As long as I am still capable to sit in my office to finish them, I will. This is not because I am stubborn nor being a workaholic. It is the sense of responsibility. I am being entrusted with a task; to ensure the smooth operations of the Project Management Office and the general upkeep of the building. I will ensure that the trust vested in me are worthwhile.
Coming to think of it, 7 years has gone by and I felt bad that I barely knew her anymore. Maybe I have been trying to hard to change her into someone better, someone I wanted. That's wrong. Despite the fact she can use a little improvement, my method is wrong.
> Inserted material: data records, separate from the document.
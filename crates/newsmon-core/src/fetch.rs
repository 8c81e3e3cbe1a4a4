//! Concurrent story fetching with per-item failure isolation.
//!
//! Every id becomes one request whose result is captured as a
//! [`FetchOutcome`]; a failing id never aborts its siblings. The batch
//! completes once every request has settled, or when the optional batch
//! deadline fires.

use std::collections::HashSet;
use std::time::Duration;

use futures::stream::{self, StreamExt};

use crate::error::AppError;
use crate::models::Story;
use crate::traits::StorySource;

/// Default number of ids fetched per batch.
pub const DEFAULT_STORY_LIMIT: usize = 100;
const DEFAULT_REQUEST_TIMEOUT: Duration = Duration::from_secs(10);

/// Configuration for one fetch batch.
#[derive(Debug, Clone)]
pub struct FetchConfig {
    /// Only the first `limit` ids are fetched.
    pub limit: usize,
    /// Maximum simultaneous in-flight requests.
    pub max_concurrent: usize,
    /// Per-request timeout; a timed-out request counts as failed.
    pub request_timeout: Duration,
    /// Overall deadline for the batch. `None` waits for every request.
    pub batch_deadline: Option<Duration>,
}

impl Default for FetchConfig {
    fn default() -> Self {
        Self {
            limit: DEFAULT_STORY_LIMIT,
            max_concurrent: DEFAULT_STORY_LIMIT,
            request_timeout: DEFAULT_REQUEST_TIMEOUT,
            batch_deadline: None,
        }
    }
}

impl FetchConfig {
    pub fn with_limit(mut self, limit: usize) -> Self {
        self.limit = limit;
        self
    }

    pub fn with_max_concurrent(mut self, max: usize) -> Self {
        self.max_concurrent = max;
        self
    }

    pub fn with_request_timeout(mut self, timeout: Duration) -> Self {
        self.request_timeout = timeout;
        self
    }

    pub fn with_batch_deadline(mut self, deadline: Duration) -> Self {
        self.batch_deadline = Some(deadline);
        self
    }
}

/// Result of fetching a single id.
#[derive(Debug, Clone)]
pub enum FetchOutcome {
    Fetched(Story),
    Failed { id: u64, error: AppError },
}

impl FetchOutcome {
    pub fn id(&self) -> u64 {
        match self {
            FetchOutcome::Fetched(story) => story.id,
            FetchOutcome::Failed { id, .. } => *id,
        }
    }

    pub fn into_story(self) -> Option<Story> {
        match self {
            FetchOutcome::Fetched(story) => Some(story),
            FetchOutcome::Failed { .. } => None,
        }
    }
}

/// Events emitted by the coordinator for monitoring/logging.
#[derive(Debug, Clone)]
pub enum FetchEvent<'a> {
    BatchStarted {
        requested: usize,
        dispatched: usize,
    },
    StoryFetched {
        id: u64,
    },
    StoryFailed {
        id: u64,
        error: &'a AppError,
    },
    DeadlineExceeded {
        pending: usize,
    },
    BatchCompleted {
        succeeded: usize,
        failed: usize,
    },
}

/// Trait for receiving fetch events (decoupled logging).
pub trait FetchReporter: Send + Sync {
    fn report(&self, event: FetchEvent<'_>) {
        let _ = event;
    }
}

/// Reporter that uses the `tracing` crate.
#[derive(Debug, Default, Clone, Copy)]
pub struct TracingFetchReporter;

impl FetchReporter for TracingFetchReporter {
    fn report(&self, event: FetchEvent<'_>) {
        match event {
            FetchEvent::BatchStarted {
                requested,
                dispatched,
            } => {
                tracing::info!(%requested, %dispatched, "Fetching story batch");
            }
            FetchEvent::StoryFetched { id } => {
                tracing::debug!(%id, "Story fetched");
            }
            FetchEvent::StoryFailed { id, error } if error.is_not_found() => {
                tracing::debug!(%id, "Story missing, skipped");
            }
            FetchEvent::StoryFailed { id, error } => {
                tracing::warn!(%id, %error, "Story fetch failed, skipped");
            }
            FetchEvent::DeadlineExceeded { pending } => {
                tracing::warn!(%pending, "Batch deadline exceeded, dropping pending stories");
            }
            FetchEvent::BatchCompleted { succeeded, failed } => {
                tracing::info!(%succeeded, %failed, "Story batch settled");
            }
        }
    }
}

/// Fans story lookups out over a [`StorySource`].
#[derive(Clone)]
pub struct FetchCoordinator<S: StorySource> {
    source: S,
    config: FetchConfig,
}

impl<S: StorySource> FetchCoordinator<S> {
    pub fn new(source: S, config: FetchConfig) -> Self {
        Self { source, config }
    }

    pub fn config(&self) -> &FetchConfig {
        &self.config
    }

    /// Fetch the first `limit` ids and return the stories that decoded.
    ///
    /// Never fails. Successes come back in the order of `ids`.
    pub async fn fetch_all<R: FetchReporter>(&self, ids: &[u64], reporter: &R) -> Vec<Story> {
        self.fetch_outcomes(ids, reporter)
            .await
            .into_iter()
            .filter_map(FetchOutcome::into_story)
            .collect()
    }

    /// Like [`fetch_all`](Self::fetch_all) but keeps the failures.
    ///
    /// Ids still pending when the batch deadline fires are returned as
    /// `Timeout` failures.
    pub async fn fetch_outcomes<R: FetchReporter>(
        &self,
        ids: &[u64],
        reporter: &R,
    ) -> Vec<FetchOutcome> {
        let batch = dedupe(ids.iter().copied().take(self.config.limit));
        reporter.report(FetchEvent::BatchStarted {
            requested: ids.len(),
            dispatched: batch.len(),
        });

        let concurrency = self.config.max_concurrent.max(1);
        let mut pending = stream::iter(batch.iter().copied().enumerate())
            .map(|(index, id)| async move { (index, self.fetch_one(id).await) })
            .buffer_unordered(concurrency);

        let mut settled: Vec<Option<FetchOutcome>> = vec![None; batch.len()];
        let deadline = self.config.batch_deadline.map(|d| tokio::time::Instant::now() + d);

        loop {
            let next = match deadline {
                Some(deadline) => {
                    tokio::select! {
                        next = pending.next() => next,
                        () = tokio::time::sleep_until(deadline) => {
                            let remaining = settled.iter().filter(|o| o.is_none()).count();
                            reporter.report(FetchEvent::DeadlineExceeded { pending: remaining });
                            break;
                        }
                    }
                }
                None => pending.next().await,
            };

            let Some((index, outcome)) = next else {
                break;
            };
            match &outcome {
                FetchOutcome::Fetched(story) => {
                    reporter.report(FetchEvent::StoryFetched { id: story.id });
                }
                FetchOutcome::Failed { id, error } => {
                    reporter.report(FetchEvent::StoryFailed { id: *id, error });
                }
            }
            settled[index] = Some(outcome);
        }
        drop(pending);

        let deadline = self.config.batch_deadline.unwrap_or_default();
        let outcomes: Vec<FetchOutcome> = settled
            .into_iter()
            .zip(batch)
            .map(|(outcome, id)| {
                outcome.unwrap_or_else(|| {
                    let error = AppError::Timeout(deadline);
                    reporter.report(FetchEvent::StoryFailed { id, error: &error });
                    FetchOutcome::Failed { id, error }
                })
            })
            .collect();

        let succeeded = outcomes
            .iter()
            .filter(|o| matches!(o, FetchOutcome::Fetched(_)))
            .count();
        reporter.report(FetchEvent::BatchCompleted {
            succeeded,
            failed: outcomes.len() - succeeded,
        });

        outcomes
    }

    async fn fetch_one(&self, id: u64) -> FetchOutcome {
        let result =
            match tokio::time::timeout(self.config.request_timeout, self.source.story(id)).await {
                Ok(result) => result,
                Err(_) => Err(AppError::Timeout(self.config.request_timeout)),
            };

        match result {
            Ok(story) if story.id != id => FetchOutcome::Failed {
                id,
                error: AppError::DecodeError(format!(
                    "requested story {id} but received story {}",
                    story.id
                )),
            },
            Ok(story) => FetchOutcome::Fetched(story),
            Err(error) => FetchOutcome::Failed { id, error },
        }
    }
}

/// Keep the first occurrence of each id.
fn dedupe(ids: impl Iterator<Item = u64>) -> Vec<u64> {
    let mut seen = HashSet::new();
    ids.filter(|id| seen.insert(*id)).collect()
}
I don't really know her as well as I think I do. This is simply sad. Being with someone for 7 years and you don't even know what's her favorite food, her favorite color, her favorite soft toy...
Unfortunately, everything has come to an end and it is too late for me to do anything about it.
I wish for nothing but happiness for her in her love and life. May she find someone who knows how to love her like I never did and treasure her like how I would if I was being given a second chance.
Her new life just begun and there is much for her to face. She has been protected to a certain extend all her life. I hope she will be continued to be protected while learning on how to be independent.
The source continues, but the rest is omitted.